A. Mallet
Departement de biomathematiques, INSERM U436, CHU Pitie-Salpetriere, 91 Bd de I'Hopital, 75634 PARIS CEDEX 13, France.
Non-parametric methods have been proposed in pharmacokinetic/pharmacodynamic population modelling; these methods aim at estimating population characteristics without imposing unnecessary structure on the distribution of the random effects in random- or mixed- effects models.
The main proposed approaches, either semi-parametric or purely non-parametric will be reviewed; advantages and limitations of these methods will be discussed. It will be shown how these methods allow estimation of the effects of covariates in population models, either based on fixed and random parameters, i.e. using second stage models relating PK/PD parameters to covariates, or based on random parameters alone, i.e. without specifying any second stage model.

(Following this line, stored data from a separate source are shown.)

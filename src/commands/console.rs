use crate::commands::health::health;
use crate::commands::preferences::{balance_get, balance_save};
use crate::db::preferences::SaveBalanceArgs;
use crate::error::AppError;
use crate::state::AppState;

#[derive(Debug, Clone, PartialEq, Eq)]
pub enum ConsoleCommand {
    ShowBalance,
    SetBalance(String),
    Status,
    Quit,
}

#[derive(Debug, Clone, PartialEq, Eq)]
pub enum ConsoleReply {
    Message(String),
    Quit,
}

/// Parses one stdin line. Blank lines yield `Ok(None)`.
pub fn parse_console_command(line: &str) -> Result<Option<ConsoleCommand>, AppError> {
    let line = line.trim();
    if line.is_empty() {
        return Ok(None);
    }

    let (verb, rest) = match line.split_once(char::is_whitespace) {
        Some((verb, rest)) => (verb, rest.trim()),
        None => (line, ""),
    };

    let command = match (verb.to_ascii_lowercase().as_str(), rest) {
        ("balance", "") => ConsoleCommand::ShowBalance,
        ("balance", value) => ConsoleCommand::SetBalance(value.to_string()),
        ("status", "") => ConsoleCommand::Status,
        ("quit" | "exit", "") => ConsoleCommand::Quit,
        _ => {
            return Err(AppError::InvalidArgument(format!(
                "unknown command '{line}' (expected: balance [value], status, quit)"
            )))
        }
    };
    Ok(Some(command))
}

pub async fn execute_console_command(
    state: &AppState,
    command: ConsoleCommand,
) -> Result<ConsoleReply, AppError> {
    let reply = match command {
        ConsoleCommand::ShowBalance => {
            let snapshot = balance_get(state).await?;
            ConsoleReply::Message(format_balance(&snapshot.value))
        }
        ConsoleCommand::SetBalance(value) => {
            let snapshot = balance_save(state, SaveBalanceArgs { value }).await?;
            ConsoleReply::Message(format!("saved; {}", format_balance(&snapshot.value)))
        }
        ConsoleCommand::Status => ConsoleReply::Message(health(state).await?.summary()),
        ConsoleCommand::Quit => ConsoleReply::Quit,
    };
    Ok(reply)
}

pub fn format_balance(value: &str) -> String {
    if value.is_empty() {
        "balance: (not set)".to_string()
    } else {
        format!("balance: {value}")
    }
}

These non-parametric approaches have been quite extensively used in pharmacokinetic/pharmacodynamic studies involving quantitative outcomes such as concentration levels or effects measured on continuous scales. It will be shown that these approaches may also help estimating inter individual variability and covariate effects in population models involving binary or time-to-event outcomes.
Reference: PAGE 8 (1999) Abstr 649 [www.page-meeting.org/?abstract=649]
Poster: oral presentation